When Galvan, 32, became coach four years ago, Muir didn't even have a junior varsity team, and many of his prospective players barely knew the game. Some kids showed up in sneakers. Others didn't have gloves.
"The thing about baseball is, you've got to learn how to get yourself off the ground and figure it out again, and that's what these kids do every day," Galvan said. "To see all they have to go through, then to watch them come onto the field with a smile, that's amazing."
Their efforts have been noticed by opposing coaches, with varying responses. One team in Muir's Pacific League, which Galvan would not identify, actually attempted to have the Mustangs thrown out of the league because they weren't fielding a competitive team.
"I'm looking at them like, I've seen you honor Jackie Robinson, and now you want to get rid of his school?" Galvan said.
Yet another Southland team, the 2012 Southern Section Division I champs from Newbury Park High, took the opposite approach. When the Mustangs traveled there for an exhibition game last winter, longtime Panthers Coach Matt Goldfield was moved by their situation.
"It was clear these kids didn't have anything," Goldfield said. "Yet they were so enthusiastic, we were all so impressed, we got together with our parents and decided to do something."
The Newbury Park baseball family put together a care package of equipment that was quietly delivered to the Muir players, an act so kind that Muir kids still talk about it. Meanwhile, Goldfield is now issuing a challenge for someone to take up their torch.
"If I was down at Muir, seriously, I'd be screaming," Goldfield said. "Where is
When contacted about the Muir situation, the Dodgers acknowledged that they had no idea of the Muir situation. Club President Stan Kasten, a Dodgers co-owner, said that while the club's foundation builds fields only for communities, not schools, he would be willing to make an exception for Robinson's old stamping grounds.
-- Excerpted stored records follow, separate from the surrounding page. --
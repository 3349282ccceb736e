//! Redis client implementation with connection management

use crate::Result;
use redis::{AsyncCommands, aio::ConnectionManager};
use std::time::Duration;

/// Redis client with automatic reconnection
///
/// Commands go through a [`ConnectionManager`]; pub/sub needs its own
/// connection, so the originating [`redis::Client`] is kept as well.
#[derive(Clone)]
pub struct RedisClient {
    client: redis::Client,
    conn: ConnectionManager,
}

impl RedisClient {
    /// Connect to Redis server
    ///
    /// Supports both redis:// and rediss:// (TLS) URLs
    pub async fn connect(url: &str) -> Result<Self> {
        let client = redis::Client::open(url)?;
        let conn = ConnectionManager::new(client.clone()).await?;
        Ok(Self { client, conn })
    }

    /// Open a second managed connection to the same server
    ///
    /// Blocking commands (XREADGROUP BLOCK) stall every request multiplexed on
    /// their connection, so long-polling readers get their own.
    pub async fn dedicated(&self) -> Result<Self> {
        let conn = ConnectionManager::new(self.client.clone()).await?;
        tracing::debug!("Opened dedicated Redis connection");
        Ok(Self {
            client: self.client.clone(),
            conn,
        })
    }

    /// Underlying client, for opening dedicated connections
    pub fn client(&self) -> &redis::Client {
        &self.client
    }

    pub fn connection_mut(&mut self) -> &mut ConnectionManager {
        &mut self.conn
    }

    /// PING - verify connectivity
    pub async fn ping(&mut self) -> Result<()> {
        let _: String = redis::cmd("PING").query_async(&mut self.conn).await?;
        Ok(())
    }

    // ============================================================================
    // Key-Value Operations
    // ============================================================================

    /// GET - Get value by key
    pub async fn get<T: redis::FromRedisValue>(&mut self, key: &str) -> Result<Option<T>> {
        self.conn.get(key).await
    }

    /// SET PX - Set key with a millisecond expiry
    pub async fn set_px<V>(&mut self, key: &str, value: V, ttl: Duration) -> Result<()>
    where
        V: redis::ToRedisArgs + Send + Sync,
    {
        redis::cmd("SET")
            .arg(key)
            .arg(value)
            .arg("PX")
            .arg(ttl_millis(ttl))
            .query_async(&mut self.conn)
            .await
    }

    /// SET NX PX - Set key only if it does not exist, with a millisecond expiry
    ///
    /// Returns `true` when this call created the key. The check and the write
    /// are a single atomic command on the server.
    pub async fn set_nx_px<V>(&mut self, key: &str, value: V, ttl: Duration) -> Result<bool>
    where
        V: redis::ToRedisArgs + Send + Sync,
    {
        let reply: Option<String> = redis::cmd("SET")
            .arg(key)
            .arg(value)
            .arg("NX")
            .arg("PX")
            .arg(ttl_millis(ttl))
            .query_async(&mut self.conn)
            .await?;
        Ok(reply.is_some())
    }

    /// DEL - Delete one or more keys
    pub async fn del<K>(&mut self, keys: K) -> Result<i64>
    where
        K: redis::ToRedisArgs + Send + Sync,
    {
        self.conn.del(keys).await
    }

    /// PTTL - Remaining time to live in milliseconds (-2 missing, -1 no expiry)
    pub async fn pttl(&mut self, key: &str) -> Result<i64> {
        self.conn.pttl(key).await
    }

    /// SCAN MATCH - Collect every key matching a glob pattern
    ///
    /// Uses cursor iteration so large keyspaces never block the server the
    /// way KEYS would.
    pub async fn scan_match(&mut self, pattern: &str) -> Result<Vec<String>> {
        let mut keys = Vec::new();
        let mut cursor: u64 = 0;
        loop {
            let (next, batch): (u64, Vec<String>) = redis::cmd("SCAN")
                .arg(cursor)
                .arg("MATCH")
                .arg(pattern)
                .arg("COUNT")
                .arg(500)
                .query_async(&mut self.conn)
                .await?;
            keys.extend(batch);
            if next == 0 {
                break;
            }
            cursor = next;
        }
        keys.sort();
        keys.dedup();
        Ok(keys)
    }

    // ============================================================================
    // Atomic Operations
    // ============================================================================

    /// INCR - Increment integer value
    pub async fn incr(&mut self, key: &str) -> Result<i64> {
        self.conn.incr(key, 1).await
    }

    /// INCR + PEXPIRE in one transaction, returning the new value
    pub async fn incr_with_ttl(&mut self, key: &str, ttl: Duration) -> Result<i64> {
        let (count,): (i64,) = redis::pipe()
            .atomic()
            .incr(key, 1)
            .pexpire(key, ttl_millis(ttl) as i64)
            .ignore()
            .query_async(&mut self.conn)
            .await?;
        Ok(count)
    }

    /// Execute a prepared pipeline on the managed connection
    pub async fn exec_pipeline<T: redis::FromRedisValue>(
        &mut self,
        pipe: &redis::Pipeline,
    ) -> Result<T> {
        pipe.query_async(&mut self.conn).await
    }
}

/// Redis rejects a zero expiry, so sub-millisecond TTLs round up to 1ms
pub(crate) fn ttl_millis(ttl: Duration) -> u64 {
    (ttl.as_millis() as u64).max(1)
}

#[cfg(test)]
mod tests {
    use super::*;
    use serial_test::serial;

    // Note: These tests require a running Redis instance
    // Run with: docker run -d -p 6379:6379 redis:7

    fn redis_url() -> String {
        std::env::var("REDIS_URL").unwrap_or_else(|_| "redis://127.0.0.1:6379".to_string())
    }

    #[test]
    fn test_ttl_millis_rounds_up() {
        assert_eq!(ttl_millis(Duration::from_micros(10)), 1);
        assert_eq!(ttl_millis(Duration::from_secs(5)), 5000);
    }

    #[tokio::test]
    #[ignore] // Requires Redis
    #[serial]
    async fn test_set_nx_px_only_first_wins() -> Result<()> {
        let mut client = RedisClient::connect(&redis_url()).await?;
        client.del("relay_test:nx").await?;

        assert!(client.set_nx_px("relay_test:nx", 1, Duration::from_secs(5)).await?);
        assert!(!client.set_nx_px("relay_test:nx", 1, Duration::from_secs(5)).await?);

        let ttl = client.pttl("relay_test:nx").await?;
        assert!(ttl > 0 && ttl <= 5000);

        client.del("relay_test:nx").await?;
        Ok(())
    }

    #[tokio::test]
    #[ignore] // Requires Redis
    #[serial]
    async fn test_scan_match_and_counters() -> Result<()> {
        let mut client = RedisClient::connect(&redis_url()).await?;
        client.del(&["relay_test:c:a", "relay_test:c:b"]).await?;

        client.incr("relay_test:c:a").await?;
        client.incr("relay_test:c:a").await?;
        client.incr("relay_test:c:b").await?;

        let keys = client.scan_match("relay_test:c:*").await?;
        assert_eq!(keys, vec!["relay_test:c:a", "relay_test:c:b"]);

        let a: Option<i64> = client.get("relay_test:c:a").await?;
        assert_eq!(a, Some(2));

        client.del(keys).await?;
        Ok(())
    }
}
"We have not been approached by them, but because this is about Jackie Robinson, we would certainly look into it," said Lon Rosen, the Dodgers' marketing boss.
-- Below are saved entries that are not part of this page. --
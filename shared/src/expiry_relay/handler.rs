// ============================================================================
// Event Handler Capability
// ============================================================================
//
// The listener and the consumer group both receive their per-message logic as
// a single-method capability instead of a closure over mutable state. Each
// invocation is spawned as its own task, so implementations share only what
// they hold behind an Arc.
//
// ============================================================================

use async_trait::async_trait;

#[async_trait]
pub trait EventHandler<E>: Send + Sync + 'static
where
    E: Send + 'static,
{
    type Outcome: Send + 'static;

    async fn handle(&self, event: E) -> Self::Outcome;
}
The Muir folks say they have been too proud to ask for help, but the Dodgers should expect a phone call soon. It's not like people here don't care about the team. During the recent game with rival Pasadena High, the stands were filled with several dozen students who cheered each out like it was the final out of the World Series. Leading those cheers, calling each player by name, was Principal Timothy Sippel.
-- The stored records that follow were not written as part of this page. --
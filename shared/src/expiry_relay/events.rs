// ============================================================================
// Pipeline Event Types
// ============================================================================
//
// ExpirationEvent  - "key X expired", straight from the keyspace feed
// WorkItem         - an admitted expiration, as stored in the work queue
// Delivery         - one delivery attempt of a WorkItem to a group member
//
// ============================================================================

use chrono::{DateTime, Utc};
use relay_error::{RelayError, RelayResult};
use serde::{Deserialize, Serialize};
use std::fmt;

/// Notification that a TTL-bearing record reached its expiration time
///
/// Ephemeral: exists only while in flight, never persisted by the relay.
#[derive(Debug, Clone, PartialEq, Eq)]
pub struct ExpirationEvent {
    pub key: String,
}

impl ExpirationEvent {
    pub fn new(key: impl Into<String>) -> Self {
        Self { key: key.into() }
    }
}

/// An expiration that passed the dedup gate and was appended to the queue
///
/// Owned by the broker once published.
#[derive(Debug, Clone, PartialEq, Eq, Serialize, Deserialize)]
#[serde(rename_all = "camelCase")]
pub struct WorkItem {
    pub key: String,
    pub enqueued_at: DateTime<Utc>,
}

impl WorkItem {
    pub fn new(key: impl Into<String>) -> Self {
        Self {
            key: key.into(),
            enqueued_at: Utc::now(),
        }
    }

    pub fn to_payload(&self) -> RelayResult<String> {
        Ok(serde_json::to_string(self)?)
    }

    pub fn from_payload(payload: &[u8]) -> RelayResult<Self> {
        let item: WorkItem = serde_json::from_slice(payload)
            .map_err(|e| RelayError::Malformed(format!("undecodable work item: {}", e)))?;
        if item.key.is_empty() {
            return Err(RelayError::Malformed("work item has an empty key".to_string()));
        }
        Ok(item)
    }
}

/// One delivery attempt of a work item to a consumer-group member
#[derive(Debug, Clone, PartialEq, Eq)]
pub struct Delivery {
    pub item: WorkItem,
    /// 1 for the first delivery, incremented on every redelivery
    pub attempt: u32,
    /// Broker-assigned identifier (stream entry ID, topic/partition/offset, ...)
    pub message_id: String,
}

impl Delivery {
    pub fn is_redelivery(&self) -> bool {
        self.attempt > 1
    }
}

/// Stable identity of one worker process within the consumer group
///
/// Used for per-worker counters and logs only; the broker owns routing.
#[derive(Debug, Clone, PartialEq, Eq, Hash, PartialOrd, Ord)]
pub struct ConsumerId(String);

impl ConsumerId {
    pub fn new(id: impl Into<String>) -> Self {
        Self(id.into())
    }

    pub fn as_str(&self) -> &str {
        &self.0
    }
}

impl fmt::Display for ConsumerId {
    fn fmt(&self, f: &mut fmt::Formatter<'_>) -> fmt::Result {
        f.write_str(&self.0)
    }
}

/// Result of handling one delivery
#[derive(Debug, Clone, Copy, PartialEq, Eq)]
pub enum HandleOutcome {
    /// Side effects completed - acknowledge the item
    Ack,
    /// Leave unacknowledged; the broker redelivers after the ack deadline
    Retry,
}

/// Result of handling one expiration notification on the listener side
#[derive(Debug, Clone, Copy, PartialEq, Eq)]
pub enum ForwardOutcome {
    /// This process won the claim and the item is in the queue
    Forwarded,
    /// Another process already claimed the key in the current window
    Duplicate,
    /// The expired key was one of our own dedup markers
    IgnoredMarker,
    /// The claim could not be attempted (store unavailable) - event dropped
    ClaimFailed,
    /// The claim was won but publishing failed - event lost for this window
    PublishFailed,
}

impl fmt::Display for ForwardOutcome {
    fn fmt(&self, f: &mut fmt::Formatter<'_>) -> fmt::Result {
        let label = match self {
            ForwardOutcome::Forwarded => "forwarded",
            ForwardOutcome::Duplicate => "duplicate",
            ForwardOutcome::IgnoredMarker => "ignored_marker",
            ForwardOutcome::ClaimFailed => "claim_failed",
            ForwardOutcome::PublishFailed => "publish_failed",
        };
        f.write_str(label)
    }
}

#[cfg(test)]
mod tests {
    use super::*;

    #[test]
    fn test_work_item_wire_format() {
        let item = WorkItem::new("gen-key:42");
        let payload = item.to_payload().unwrap();
        assert!(payload.contains("\"key\":\"gen-key:42\""));
        assert!(payload.contains("\"enqueuedAt\""));

        let decoded = WorkItem::from_payload(payload.as_bytes()).unwrap();
        assert_eq!(decoded, item);
    }

    #[test]
    fn test_malformed_payloads_rejected() {
        let err = WorkItem::from_payload(b"gen-key:42").unwrap_err();
        assert_eq!(err.error_code(), "MALFORMED_PAYLOAD");

        let err = WorkItem::from_payload(br#"{"key":"","enqueuedAt":"2024-01-01T00:00:00Z"}"#)
            .unwrap_err();
        assert_eq!(err.error_code(), "MALFORMED_PAYLOAD");
    }

    #[test]
    fn test_redelivery_flag() {
        let delivery = Delivery {
            item: WorkItem::new("k"),
            attempt: 2,
            message_id: "1-0".to_string(),
        };
        assert!(delivery.is_redelivery());
    }

    #[test]
    fn test_forward_outcome_display() {
        assert_eq!(ForwardOutcome::IgnoredMarker.to_string(), "ignored_marker");
        assert_eq!(ForwardOutcome::PublishFailed.to_string(), "publish_failed");
    }
}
"Our facilities are less than ideal, obviously, and the resources to do something about it are lacking at the district level, yet in spite of that these kids show up and play with heart and believe they can do it," Sippel said. "Actually, it's the same kind of spirit found in Jackie Robinson's legacy."
That legacy was demonstrated Friday afternoon by the third baseman who wept after the bad throw, yet refused to abandon his position and finished the game like everyone else. The pitchers who get rocked and keep firing. The outfielders who misjudge balls and keep chasing.
"Every day, it is very hard, but every day we get stronger," third baseman Mike Morales said afterward, his eyes still red, his chin up, ready to take the next punch.
That's the thing about the 11 kids on Jackie Robinson's high school baseball team, the biggest reason for the hope that rises from its rubble, the one part unaffected by facilities or equipment or ability.
No, nobody wears number 42. But, yeah, everyone acts like they do.